YOUR TASK: Copy exactly the lines from the start of the data below through the one that carries "#[derive(Debug, Clone, Copy, PartialEq, Eq)]", and only those.

DATASET ENTRIES:
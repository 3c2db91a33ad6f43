//! Audio orchestration
//!
//! The engine never touches an audio device. This mixer turns session events
//! into play/stop commands for whatever actually owns the speakers, while
//! enforcing the rules that keep rapid gameplay from degenerating into noise:
//! an 80 ms per-cue debounce and a cap of two overlapping instances per cue.
//! Game-over and victory are exclusive and silence everything else first.

use std::collections::HashMap;

use crate::sim::SessionEvent;

/// Same cue re-requested inside this window is dropped (phasing artifacts)
const DEBOUNCE_MS: f64 = 80.0;
/// At most this many overlapping instances per cue; extras are dropped, not queued
const MAX_CONCURRENT_PER_CUE: usize = 2;

/// Sound cue keys
#[derive(Debug, Clone, Copy, PartialEq, Eq, Hash)]
pub enum Cue {
    /// Balloon popped
    Pop,
    /// Box landed in the right wagon
    Land,
    /// Box landed anywhere else
    Miss,
    /// Ten seconds left
    Countdown,
    /// Level cleared, more to come
    Success,
    /// Train rolling in for a new level
    Train,
    /// Clock ran out
    GameOver,
    /// Final level cleared
    Victory,
}

impl Cue {
    /// Nominal clip length, used to age out concurrency bookkeeping
    fn nominal_len_ms(self) -> f64 {
        match self {
            Cue::Pop => 300.0,
            Cue::Land => 400.0,
            Cue::Miss => 500.0,
            Cue::Countdown => 10_000.0,
            Cue::Success => 2_000.0,
            Cue::Train => 2_500.0,
            Cue::GameOver => 3_000.0,
            Cue::Victory => 4_000.0,
        }
    }

    /// Exclusive cues silence everything else before playing
    pub fn exclusive(self) -> bool {
        matches!(self, Cue::GameOver | Cue::Victory)
    }
}

/// Command for the presentation layer's actual audio backend
#[derive(Debug, Clone, Copy, PartialEq, Eq)]
pub enum AudioCommand {
    Play(Cue),
    StopAll,
}

/// Per-session cue mixer; owned by the facade, never a process-wide singleton
#[derive(Debug, Clone)]
pub struct AudioMixer {
    /// Last time each cue passed the debounce gate
    last_request: HashMap<Cue, f64>,
    /// (cue, nominal end time) for instances assumed still audible
    playing: Vec<(Cue, f64)>,
    master_volume: f32,
    muted: bool,
}

impl Default for AudioMixer {
    fn default() -> Self {
        Self::new()
    }
}

impl AudioMixer {
    pub fn new() -> Self {
        Self {
            last_request: HashMap::new(),
            playing: Vec::new(),
            master_volume: 1.0,
            muted: false,
        }
    }

    /// Set master volume (0.0 - 1.0); at zero nothing is emitted
    pub fn set_master_volume(&mut self, vol: f32) {
        self.master_volume = vol.clamp(0.0, 1.0);
    }

    /// Mute/unmute all cue emission
    pub fn set_muted(&mut self, muted: bool) {
        self.muted = muted;
    }

    /// Map one session event to its cue, if any, and request it
    pub fn handle_event(&mut self, event: &SessionEvent, now_ms: f64, out: &mut Vec<AudioCommand>) {
        if let Some(cue) = cue_for(event) {
            self.request(cue, now_ms, out);
        }
    }

    /// Request a cue, subject to debounce, the overlap cap, and exclusivity
    pub fn request(&mut self, cue: Cue, now_ms: f64, out: &mut Vec<AudioCommand>) {
        if self.muted || self.master_volume <= 0.0 {
            return;
        }

        let last = self
            .last_request
            .get(&cue)
            .copied()
            .unwrap_or(f64::NEG_INFINITY);
        if now_ms - last < DEBOUNCE_MS {
            return;
        }
        // Requests that fail the cap below still arm the debounce window
        self.last_request.insert(cue, now_ms);

        self.playing.retain(|(_, ends_at)| *ends_at > now_ms);

        if cue.exclusive() {
            out.push(AudioCommand::StopAll);
            self.playing.clear();
        } else if self
            .playing
            .iter()
            .filter(|(playing, _)| *playing == cue)
            .count()
            >= MAX_CONCURRENT_PER_CUE
        {
            return;
        }

        self.playing.push((cue, now_ms + cue.nominal_len_ms()));
        out.push(AudioCommand::Play(cue));
    }

    /// Silence everything (session exit)
    pub fn stop_all(&mut self, out: &mut Vec<AudioCommand>) {
        self.playing.clear();
        out.push(AudioCommand::StopAll);
    }
}

fn cue_for(event: &SessionEvent) -> Option<Cue> {
    match event {
        SessionEvent::LevelStarted { .. } => Some(Cue::Train),
        SessionEvent::BalloonSpawned { .. } => None,
        SessionEvent::BalloonPopped { .. } => Some(Cue::Pop),
        SessionEvent::BoxLanded { .. } => Some(Cue::Land),
        SessionEvent::BoxMissed { .. } => Some(Cue::Miss),
        SessionEvent::CountdownStarted => Some(Cue::Countdown),
        SessionEvent::LevelCleared { .. } => Some(Cue::Success),
        SessionEvent::TimedOut => Some(Cue::GameOver),
        SessionEvent::Victory => Some(Cue::Victory),
    }
}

EXERCISE ANSWER:
repository 3c2db91a33ad6f43
//! Audio orchestration
//!
//! The engine never touches an audio device. This mixer turns session events
//! into play/stop commands for whatever actually owns the speakers, while
//! enforcing the rules that keep rapid gameplay from degenerating into noise:
//! an 80 ms per-cue debounce and a cap of two overlapping instances per cue.
//! Game-over and victory are exclusive and silence everything else first.

use std::collections::HashMap;

use crate::sim::SessionEvent;

/// Same cue re-requested inside this window is dropped (phasing artifacts)
const DEBOUNCE_MS: f64 = 80.0;
/// At most this many overlapping instances per cue; extras are dropped, not queued
const MAX_CONCURRENT_PER_CUE: usize = 2;

/// Sound cue keys
#[derive(Debug, Clone, Copy, PartialEq, Eq, Hash)]
pub enum Cue {
    /// Balloon popped
    Pop,
    /// Box landed in the right wagon
    Land,
    /// Box landed anywhere else
    Miss,
    /// Ten seconds left
    Countdown,
    /// Level cleared, more to come
    Success,
    /// Train rolling in for a new level
    Train,
    /// Clock ran out
    GameOver,
    /// Final level cleared
    Victory,
}

impl Cue {
    /// Nominal clip length, used to age out concurrency bookkeeping
    fn nominal_len_ms(self) -> f64 {
        match self {
            Cue::Pop => 300.0,
            Cue::Land => 400.0,
            Cue::Miss => 500.0,
            Cue::Countdown => 10_000.0,
            Cue::Success => 2_000.0,
            Cue::Train => 2_500.0,
            Cue::GameOver => 3_000.0,
            Cue::Victory => 4_000.0,
        }
    }

    /// Exclusive cues silence everything else before playing
    pub fn exclusive(self) -> bool {
        matches!(self, Cue::GameOver | Cue::Victory)
    }
}

/// Command for the presentation layer's actual audio backend
#[derive(Debug, Clone, Copy, PartialEq, Eq)]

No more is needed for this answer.